No. La licencia de obra autoriza a ejecutar una reforma o una construcción, y se tramita antes de empezar. La cédula de habitabilidad certifica, una vez terminada la vivienda, que cumple los requisitos mínimos para vivir en ella. Son trámites de momentos distintos, con organismos y técnicos que no tienen por qué coincidir.
¿Necesito cédula de habitabilidad para alquilar mi piso en Barcelona?
En Cataluña, sí, suele exigirse para formalizar el alquiler. Si tu vivienda no la tiene o está caducada, conviene solicitarla antes de firmar el contrato, porque su ausencia puede complicar la operación o retrasar la firma mientras se tramita el certificado con un técnico competente.
¿Qué pasa si mi vivienda nunca tuvo cédula de habitabilidad?
Puedes solicitarla igualmente, aunque el piso sea antiguo. Un técnico competente visita la vivienda y comprueba si cumple los requisitos actuales del Decret 141/2012. Si no los cumple, puede indicarte qué reforma haría falta, por ejemplo en ventilación o en el baño, para conseguirla.

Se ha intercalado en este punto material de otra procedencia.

use crate::error::ApexError;
use apex_instrument::{
    asset::Asset,
    exchange::ExchangeId,
    instrument::{
        spec::{InstrumentSpec, ScaledNum},
        Instrument, InstrumentKind, InstrumentQuery,
    },
};
use parking_lot::Mutex;
use rust_decimal::Decimal;
use smol_str::SmolStr;
use std::{collections::BTreeMap, path::Path, str::FromStr};
use tracing::{info, warn};

/// Instrument reference data loaded from `instruments.csv`.
///
/// Expected columns: `instId,symbol,type,venue,baseAsset,quoteAsset,lotQty,tickSize,
/// minNotional,minQty,baseAssetPrecision,quoteAssetPrecision`.
#[derive(Debug, Default)]
pub struct RefDataService {
    instruments: Mutex<BTreeMap<SmolStr, Instrument>>,
}

impl RefDataService {
    pub fn empty() -> Self {
        Self::default()
    }

    /// Load from the given CSV path. A missing file yields an empty (but usable) service,
    /// so embedded and test setups can register instruments programmatically.
    pub fn load(path: &Path) -> Result<Self, ApexError> {
        if !path.is_file() {
            warn!(path = %path.display(), "instruments ref-data file not found; starting empty");
            return Ok(Self::empty());
        }

        info!(path = %path.display(), "reading ref-data csv file");
        let mut reader = csv::ReaderBuilder::new()
            .has_headers(true)
            .from_path(path)
            .map_err(|error| ApexError::RefData(error.to_string()))?;

        let headers = reader
            .headers()
            .map_err(|error| ApexError::RefData(error.to_string()))?
            .clone();
        let column = |name: &str| -> Result<usize, ApexError> {
            headers
                .iter()
                .position(|h| h == name)
                .ok_or_else(|| ApexError::RefData(format!("missing column {name:?}")))
        };

        let col_inst_id = column("instId")?;
        let col_symbol = column("symbol")?;
        let col_type = column("type")?;
        let col_venue = column("venue")?;
        let col_base = column("baseAsset")?;
        let col_quote = column("quoteAsset")?;
        let col_lot = column("lotQty")?;
        let col_tick = column("tickSize")?;
        let col_min_notional = column("minNotional")?;
        let col_min_qty = column("minQty")?;
        let col_base_precision = column("baseAssetPrecision")?;
        let col_quote_precision = column("quoteAssetPrecision")?;

        let service = Self::empty();
        for record in reader.records() {
            let record = record.map_err(|error| ApexError::RefData(error.to_string()))?;
            let field = |index: usize| -> Result<&str, ApexError> {
                record
                    .get(index)
                    .ok_or_else(|| ApexError::RefData(format!("short record: {record:?}")))
            };

            let venue = ExchangeId::from_str(field(col_venue)?)
                .map_err(|error| ApexError::RefData(error.to_string()))?;
            let kind = match field(col_type)? {
                "coinpair" => InstrumentKind::CoinPair,
                "perpetual" => InstrumentKind::Perpetual,
                "future" => InstrumentKind::Future,
                other => {
                    return Err(ApexError::RefData(format!("unknown instrument type {other:?}")))
                }
            };

            let parse_decimal = |raw: &str| -> Result<Decimal, ApexError> {
                Decimal::from_str(raw)
                    .map_err(|_| ApexError::RefData(format!("bad decimal {raw:?}")))
            };
            let parse_scaled = |raw: &str| -> Result<ScaledNum, ApexError> {
                ScaledNum::from_str(raw)
                    .map_err(|_| ApexError::RefData(format!("bad scaled number {raw:?}")))
            };
            let parse_precision = |raw: &str| -> Result<u32, ApexError> {
                raw.parse::<u32>()
                    .map_err(|_| ApexError::RefData(format!("bad precision {raw:?}")))
            };

            let instrument = Instrument::new(
                kind,
                field(col_inst_id)?,
                Asset::from_parts(field(col_base)?, venue, parse_precision(field(col_base_precision)?)?),
                Asset::from_parts(
                    field(col_quote)?,
                    venue,
                    parse_precision(field(col_quote_precision)?)?,
                ),
                field(col_symbol)?,
                venue,
                InstrumentSpec::new(
                    parse_scaled(field(col_tick)?)?,
                    parse_scaled(field(col_lot)?)?,
                    parse_decimal(field(col_min_qty)?)?,
                    parse_decimal(field(col_min_notional)?)?,
                ),
            );
            service.add_instrument(instrument)?;
        }

        info!(
            instruments = service.instruments.lock().len(),
            "refdata loaded"
        );
        Ok(service)
    }

    /// Register an instrument. Redefinition with different attributes is an error.
    pub fn add_instrument(&self, instrument: Instrument) -> Result<(), ApexError> {
        let mut instruments = self.instruments.lock();
        match instruments.get(&instrument.id) {
            None => {
                instruments.insert(instrument.id.clone(), instrument);
                Ok(())
            }
            Some(existing) if *existing == instrument => {
                warn!(id = %instrument.id, "skipping duplicate instrument");
                Ok(())
            }
            Some(_) => Err(ApexError::RefData(format!(
                "ref-data instrument defined twice: {}",
                instrument.id
            ))),
        }
    }

    pub fn get_instrument(&self, query: &InstrumentQuery) -> Result<Instrument, ApexError> {
        let instruments = self.instruments.lock();
        let matches: Vec<&Instrument> = instruments
            .values()
            .filter(|instrument| {
                instrument.native_symbol == query.native_symbol
                    && instrument.exchange == query.exchange
            })
            .collect();

        match matches.as_slice() {
            [instrument] => Ok((*instrument).clone()),
            [] => Err(ApexError::RefData(format!(
                "instrument not found for query {query:?}"
            ))),
            _ => Err(ApexError::RefData(format!(
                "multiple instruments match query {query:?}"
            ))),
        }
    }

    pub fn instrument_count(&self) -> usize {
        self.instruments.lock().len()
    }
}

#[cfg(test)]
mod tests {
    use super::*;
    use std::io::Write;

    const CSV: &str = "\
instId,symbol,type,venue,baseAsset,quoteAsset,lotQty,tickSize,minNotional,minQty,baseAssetPrecision,quoteAssetPrecision
BTCUSDT.binance,BTCUSDT,coinpair,binance,BTC,USDT,0.0001,0.01,10,0.0001,8,8
ETHUSDT.binance,ETHUSDT,coinpair,binance,ETH,USDT,0.001,0.01,10,0.001,8,8
";

    #[test]
    fn test_load_and_query() {
        let dir = tempfile::tempdir().unwrap();
        let path = dir.path().join("instruments.csv");
        std::fs::File::create(&path)
            .unwrap()
            .write_all(CSV.as_bytes())
            .unwrap();

        let service = RefDataService::load(&path).unwrap();
        assert_eq!(service.instrument_count(), 2);

        let instrument = service
            .get_instrument(&InstrumentQuery::new(ExchangeId::Binance, "BTCUSDT"))
            .unwrap();
        assert_eq!(instrument.id, "BTCUSDT.binance");
        assert_eq!(instrument.spec.tick_size, ScaledNum::new(1, 2));
        assert_eq!(instrument.spec.lot_size, ScaledNum::new(1, 4));

        assert!(service
            .get_instrument(&InstrumentQuery::new(ExchangeId::Binance, "XRPUSDT"))
            .is_err());
    }

    #[test]
    fn test_missing_file_starts_empty() {
        let service = RefDataService::load(Path::new("/nonexistent/instruments.csv")).unwrap();
        assert_eq!(service.instrument_count(), 0);
    }
}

¿La cédula de habitabilidad caduca?
Tiene un periodo de vigencia limitado, que varía según el tipo de cédula. Pasado ese plazo, hay que renovarla para que siga siendo válida en una venta o un alquiler. Si no sabes cuándo se emitió la tuya, un técnico puede comprobar si sigue vigente antes de cualquier operación.
¿Puedo tramitar la cédula de habitabilidad yo mismo, sin técnico?
No. El certificado que sirve de base para la cédula debe firmarlo un técnico competente, normalmente arquitecto o aparejador, que visita la vivienda y comprueba sus condiciones. Después ese certificado se presenta ante la Agència de l'Habitatge de Catalunya para obtener el documento definitivo.